Emira acquires a stake in residential property fund Transcend

JSE-listed Emira Property Fund will take a minority stake in JSE AltX-listed Transcend Residential Property Fund, furthering Emira’s stated strategy of expanding its investment in residential rental property.

Transcend has announced its intent to issue new equity to fund the R1.27bn acquisition of eight properties, which will effectively double its portfolio value to R2.5bn, taking it from from 13 properties to 21 properties, and increasing its residential units from2,472 to 4,631. At the same time, it will realign its capital structure.

Emira has provided an immediate R45.9m equity injection into Transcend, resulting in a 9.9% holding of Transcend’s total shares in issue. In addition, Emira has committed to advance between R290m and R395m of funding for Transcend’s planned property acquisitions in the next 18 months and has signed an irrevocable commitment for between 25.1% and 34.9% of Transcend’s total shares in issue, effectively underwriting Transcend’s portfolio acquisition. 

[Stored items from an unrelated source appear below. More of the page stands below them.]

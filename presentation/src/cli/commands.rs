//! CLI command definitions

use clap::{Parser, Subcommand};
use serde_json::Value;
use std::net::SocketAddr;
use std::path::PathBuf;

/// CLI arguments for agendai
#[derive(Parser, Debug)]
#[command(name = "agendai")]
#[command(author, version, about = "Scheduling assistant webhook backed by Gemini function calling")]
#[command(long_about = r#"
AgendAI answers Dialogflow CX webhook calls. Each intent becomes a prompt for a
Gemini model that can call calendar and spreadsheet tools before replying.

Configuration files are loaded from (in priority order):
1. AGENDAI_<SECTION>__<KEY> and GOOGLE_CLOUD_PROJECT environment variables
2. --config <path>     Explicit config file
3. ./agendai.toml      Project-level config
4. ~/.config/agendai/config.toml   Global config

Example:
  agendai serve --bind 127.0.0.1:8080
  agendai invoke --intent consultar_agenda --param data_consulta=2025-05-24
  agendai show-config
"#)]
pub struct Cli {
    #[command(subcommand)]
    pub command: Command,

    /// Verbosity level (-v = info, -vv = debug, -vvv = trace)
    #[arg(short, long, action = clap::ArgAction::Count, global = true)]
    pub verbose: u8,

    /// Path to configuration file
    #[arg(long, value_name = "PATH", global = true)]
    pub config: Option<PathBuf>,

    /// Disable loading of configuration files
    #[arg(long, global = true)]
    pub no_config: bool,
}

#[derive(Subcommand, Debug)]
pub enum Command {
    /// Run the webhook HTTP server
    Serve {
        /// Listen address (overrides webhook.bind)
        #[arg(long, value_name = "ADDR")]
        bind: Option<SocketAddr>,
    },

    /// Handle a single intent locally and print the reply
    Invoke {
        /// Intent display name (e.g. consultar_agenda)
        #[arg(long)]
        intent: String,

        /// Intent parameter as key=value; JSON values are parsed
        #[arg(short, long = "param", value_name = "KEY=VALUE", value_parser = parse_key_value)]
        params: Vec<(String, Value)>,

        /// Session identifier
        #[arg(long, default_value = "cli-session")]
        session: String,

        /// Language code (defaults to webhook.default_language)
        #[arg(long)]
        language: Option<String>,

        /// Print the reply, round count and executed tools as JSON
        #[arg(long)]
        json: bool,
    },

    /// Show configuration file locations and the effective configuration
    ShowConfig,
}

/// Parse `key=value`. The value is taken as JSON when it parses, otherwise as
/// a plain string, so `horas=24` is a number and `inicio=09:00` a string.
pub fn parse_key_value(s: &str) -> Result<(String, Value), String> {
    let (key, value) = s
        .split_once('=')
        .ok_or_else(|| format!("expected KEY=VALUE, got '{s}'"))?;
    let key = key.trim();
    if key.is_empty() {
        return Err(format!("empty key in '{s}'"));
    }
    let value = serde_json::from_str(value).unwrap_or_else(|_| Value::String(value.to_string()));
    Ok((key.to_string(), value))
}
//! Geometry engine for a segmented morphing checkbox.
//!
//! A checkbox is drawn as six curved pie-slice segments arranged in a ring.
//! Tapping it morphs each segment between an annulus wedge (unchecked) and
//! one sliver of a six-vertex checkmark (checked). This crate computes the
//! exact closed path and fill color for every segment in either state; the
//! host owns the drawable layers, the tap recognition, and the animation
//! playback between the two keyframes a toggle produces.
//!
//! All geometry lives in the checkbox's local frame: a circle of radius `r`
//! centered at `(r, r)`, bounding box `[0, 2r]²`, y growing downward.
//!
//! # Example
//!
//! ```
//! use checkmorph::{Checkbox, CheckboxGeometry, Palette};
//!
//! let geometry = CheckboxGeometry::new(50.0, 10.0, Palette::default())?;
//! let mut checkbox = Checkbox::new(geometry);
//!
//! // Draw the initial ring.
//! for visual in checkbox.visuals() {
//!     // hand visual.path / visual.fill to the renderer
//!     assert!(!visual.path.is_empty());
//! }
//!
//! // A tap: each segment gets a (from, to) keyframe pair to animate.
//! let morphs = checkbox.toggle();
//! assert_eq!(morphs.len(), 6);
//! # Ok::<(), checkmorph::ConfigError>(())
//! ```

pub mod arc;
mod checkbox;
mod checkmark;
mod color;
mod error;
mod path;
mod segment;
pub mod svg;

pub use checkbox::{Checkbox, CheckboxGeometry, MorphTiming, SegmentMorph};
pub use checkmark::CheckmarkProfile;
pub use color::{Palette, Rgba};
pub use error::ConfigError;
pub use path::{cubic_point, Path, PathBuilder, PathCommand};
pub use segment::{check_segment, ring_segment, SegmentVisual, SEAM_STROKE_WIDTH, SEGMENTS};
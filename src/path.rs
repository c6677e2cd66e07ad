//! Closed vector paths built from move/line/cubic commands.
//!
//! The checkbox emits exactly one closed region per segment, so the command
//! set is deliberately small: no quadratics, no sub-path moves. Paths that
//! share a command structure can be interpolated pointwise, which is what a
//! host animation driver does between the two keyframes of a morph.

use glam::Vec2;

#[cfg(feature = "serde")]
use serde::{Deserialize, Serialize};

/// A single drawing command.
#[derive(Debug, Clone, Copy, PartialEq)]
#[cfg_attr(feature = "serde", derive(Serialize, Deserialize))]
pub enum PathCommand {
    /// Move to a point without drawing.
    MoveTo(Vec2),
    /// Draw a line to a point.
    LineTo(Vec2),
    /// Cubic bezier curve to a point with two control points.
    CubicTo {
        control1: Vec2,
        control2: Vec2,
        to: Vec2,
    },
    /// Close the current region by drawing a line to the start.
    Close,
}

/// An ordered command sequence describing one closed planar region.
///
/// Equality is exact: two paths compare equal only when every coordinate is
/// bit-identical, which is the contract the seam-free ring tiling relies on.
#[derive(Debug, Clone, Default, PartialEq)]
#[cfg_attr(feature = "serde", derive(Serialize, Deserialize))]
pub struct Path {
    commands: Vec<PathCommand>,
}

impl Path {
    /// Creates an empty path.
    pub fn new() -> Self {
        Self::default()
    }

    /// Returns the path commands.
    pub fn commands(&self) -> &[PathCommand] {
        &self.commands
    }

    /// Returns the number of commands.
    pub fn len(&self) -> usize {
        self.commands.len()
    }

    /// Returns true if the path is empty.
    pub fn is_empty(&self) -> bool {
        self.commands.is_empty()
    }

    /// Computes the exact axis-aligned bounding box, or `None` for an empty
    /// path.
    ///
    /// Cubic spans contribute their true extrema rather than their control
    /// hull, so an arc's box does not overshoot the circle it approximates.
    pub fn bounds(&self) -> Option<(Vec2, Vec2)> {
        let mut min = Vec2::splat(f32::INFINITY);
        let mut max = Vec2::splat(f32::NEG_INFINITY);
        let mut current = Vec2::ZERO;
        let mut any = false;

        for cmd in &self.commands {
            match *cmd {
                PathCommand::MoveTo(p) | PathCommand::LineTo(p) => {
                    min = min.min(p);
                    max = max.max(p);
                    current = p;
                    any = true;
                }
                PathCommand::CubicTo {
                    control1,
                    control2,
                    to,
                } => {
                    let (lo, hi) = cubic_bounds(current, control1, control2, to);
                    min = min.min(lo);
                    max = max.max(hi);
                    current = to;
                    any = true;
                }
                PathCommand::Close => {}
            }
        }

        any.then_some((min, max))
    }

    /// Interpolates pointwise toward `other` by factor `t`.
    ///
    /// Returns `None` when the command structures differ; a ring wedge and a
    /// checkmark sliver have different topologies, and interpolating those is
    /// the host renderer's job, not ours.
    pub fn lerp(&self, other: &Path, t: f32) -> Option<Path> {
        if self.commands.len() != other.commands.len() {
            return None;
        }

        let mut commands = Vec::with_capacity(self.commands.len());
        for (a, b) in self.commands.iter().zip(&other.commands) {
            let cmd = match (*a, *b) {
                (PathCommand::MoveTo(p), PathCommand::MoveTo(q)) => {
                    PathCommand::MoveTo(p.lerp(q, t))
                }
                (PathCommand::LineTo(p), PathCommand::LineTo(q)) => {
                    PathCommand::LineTo(p.lerp(q, t))
                }
                (
                    PathCommand::CubicTo {
                        control1: a1,
                        control2: a2,
                        to: ae,
                    },
                    PathCommand::CubicTo {
                        control1: b1,
                        control2: b2,
                        to: be,
                    },
                ) => PathCommand::CubicTo {
                    control1: a1.lerp(b1, t),
                    control2: a2.lerp(b2, t),
                    to: ae.lerp(be, t),
                },
                (PathCommand::Close, PathCommand::Close) => PathCommand::Close,
                _ => return None,
            };
            commands.push(cmd);
        }

        Some(Path { commands })
    }
}

/// Builder for constructing paths.
#[derive(Debug, Clone, Default)]
pub struct PathBuilder {
    path: Path,
}

impl PathBuilder {
    /// Creates a new path builder.
    pub fn new() -> Self {
        Self::default()
    }

    /// Moves to a point without drawing.
    pub fn move_to(mut self, to: Vec2) -> Self {
        self.path.commands.push(PathCommand::MoveTo(to));
        self
    }

    /// Draws a line to a point.
    pub fn line_to(mut self, to: Vec2) -> Self {
        self.path.commands.push(PathCommand::LineTo(to));
        self
    }

    /// Draws a cubic bezier curve.
    pub fn cubic_to(mut self, control1: Vec2, control2: Vec2, to: Vec2) -> Self {
        self.path.commands.push(PathCommand::CubicTo {
            control1,
            control2,
            to,
        });
        self
    }

    /// Closes the region.
    pub fn close(mut self) -> Self {
        self.path.commands.push(PathCommand::Close);
        self
    }

    /// Builds the final path.
    pub fn build(self) -> Path {
        self.path
    }
}

/// Computes the bounding box of one cubic span by solving the derivative's
/// roots per axis.
fn cubic_bounds(p0: Vec2, p1: Vec2, p2: Vec2, p3: Vec2) -> (Vec2, Vec2) {
    let mut min = p0.min(p3);
    let mut max = p0.max(p3);

    for axis in 0..2 {
        // Derivative of the cubic is a quadratic in t per axis.
        let a = -p0[axis] + 3.0 * p1[axis] - 3.0 * p2[axis] + p3[axis];
        let b = 2.0 * p0[axis] - 4.0 * p1[axis] + 2.0 * p2[axis];
        let c = -p0[axis] + p1[axis];

        if a.abs() < 1e-10 {
            if b.abs() > 1e-10 {
                let t = -c / b;
                if t > 0.0 && t < 1.0 {
                    let v = cubic_point(p0, p1, p2, p3, t)[axis];
                    min[axis] = min[axis].min(v);
                    max[axis] = max[axis].max(v);
                }
            }
        } else {
            let discriminant = b * b - 4.0 * a * c;
            if discriminant >= 0.0 {
                let sqrt_d = discriminant.sqrt();
                for t in [(-b + sqrt_d) / (2.0 * a), (-b - sqrt_d) / (2.0 * a)] {
                    if t > 0.0 && t < 1.0 {
                        let v = cubic_point(p0, p1, p2, p3, t)[axis];
                        min[axis] = min[axis].min(v);
                        max[axis] = max[axis].max(v);
                    }
                }
            }
        }
    }

    (min, max)
}

/// Evaluates a cubic bezier at parameter `t`.
#[inline]
pub fn cubic_point(p0: Vec2, p1: Vec2, p2: Vec2, p3: Vec2, t: f32) -> Vec2 {
    let mt = 1.0 - t;
    let mt2 = mt * mt;
    let mt3 = mt2 * mt;
    let t2 = t * t;
    let t3 = t2 * t;
    p0 * mt3 + p1 * (3.0 * mt2 * t) + p2 * (3.0 * mt * t2) + p3 * t3
}

#[cfg(test)]
mod tests {
    use super::*;

    fn wedge_like(scale: f32) -> Path {
        PathBuilder::new()
            .move_to(Vec2::new(scale, 0.0))
            .cubic_to(
                Vec2::new(scale, scale * 0.5),
                Vec2::new(scale * 0.5, scale),
                Vec2::new(0.0, scale),
            )
            .line_to(Vec2::new(0.0, scale * 0.5))
            .close()
            .build()
    }

    #[test]
    fn test_builder_command_order() {
        let path = wedge_like(1.0);
        assert_eq!(path.len(), 4);
        assert!(matches!(path.commands()[0], PathCommand::MoveTo(_)));
        assert!(matches!(path.commands()[3], PathCommand::Close));
    }

    #[test]
    fn test_bounds_catches_cubic_bulge() {
        // Curve bulging above both endpoints.
        let path = PathBuilder::new()
            .move_to(Vec2::ZERO)
            .cubic_to(Vec2::new(0.0, 2.0), Vec2::new(1.0, 2.0), Vec2::X)
            .build();

        let (min, max) = path.bounds().unwrap();
        assert!(min.y <= 0.0);
        assert!(max.y >= 1.0);
        // Exact extrema, not the control hull: the curve peaks at 1.5.
        assert!((max.y - 1.5).abs() < 0.001);
    }

    #[test]
    fn test_bounds_empty() {
        assert!(Path::new().bounds().is_none());
    }

    #[test]
    fn test_lerp_endpoints() {
        let a = wedge_like(1.0);
        let b = wedge_like(3.0);

        assert_eq!(a.lerp(&b, 0.0).unwrap(), a);
        assert_eq!(a.lerp(&b, 1.0).unwrap(), b);

        let mid = a.lerp(&b, 0.5).unwrap();
        if let PathCommand::MoveTo(p) = mid.commands()[0] {
            assert!((p.x - 2.0).abs() < 0.001);
        } else {
            panic!("expected MoveTo");
        }
    }

    #[test]
    fn test_lerp_rejects_mismatched_structure() {
        let a = wedge_like(1.0);
        let b = PathBuilder::new()
            .move_to(Vec2::ZERO)
            .line_to(Vec2::X)
            .close()
            .build();

        assert!(a.lerp(&b, 0.5).is_none());
    }

    #[test]
    fn test_cubic_point_endpoints() {
        let p0 = Vec2::ZERO;
        let p1 = Vec2::new(0.25, 1.0);
        let p2 = Vec2::new(0.75, 1.0);
        let p3 = Vec2::X;

        assert!((cubic_point(p0, p1, p2, p3, 0.0) - p0).length() < 0.001);
        assert!((cubic_point(p0, p1, p2, p3, 1.0) - p3).length() < 0.001);
    }
}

Emira embarked on its first residential property investment with the R200m conversion of its Rosebank office properties formerly occupied by Sasol into the contemporary residential apartments of The Bolton. The apartments are currently being phased onto the market with strong take-up success among young professionals. For The Bolton, Emira is partnering with experienced experts in residential development, Feenstra Group and HB Realty.

With its Transcend transaction, Emira’s residential property exposure is now 3.5% of its total investment portfolio. It plans to increase this to between 5% and 10% of its total assets over time.

Grit delivers solid results

Grit, the only listed Africa-focused income distribution group to offer international property investors access to high growth opportunities in thriving African economies, outside of South Africa, continued on its strong growth trajectory, reporting solid financial results for the year ended 30 June 2018.

Grit significantly diversified its shareholder base following its successful listing on the London Stock Exchange on 31 July 2018 in which it raised US$132.2 million. New UK investors now hold 12% of the Company’s issued share capital via the London Stock Exchange. Investors on the Stock Exchange of Mauritius hold 38% and investors on the JSE account for the remaining 50%.

The Company declared a final distribution of US$6.12 cents per share, bringing the total dividend for the year to US$12.19 cents per share. This represents an 8.5% annualised dividend return (based on last issue price). The Company’s EPRA* NAV increased by 6% as a result of positive independent revaluations across the portfolio. 
“This is our ninth consecutive dividend in line with guidance. The perception around property investment on the continent outside of South Africa is continuously gaining positive momentum, both internationally and on the JSE.” 

“The additional transparency and benchmarking against EPRA reporting guidelines as a result of the London listing has significantly raised our profile internationally, allowing us to introduce several large, long-term international shareholders to the Company. We will in due course seek a conversion to a ‘premium listing’ on the LSE, which is regarded as the international gold standard for governance, to which investors attach a premium,” commented CEO and founder member Bronwyn Corbett.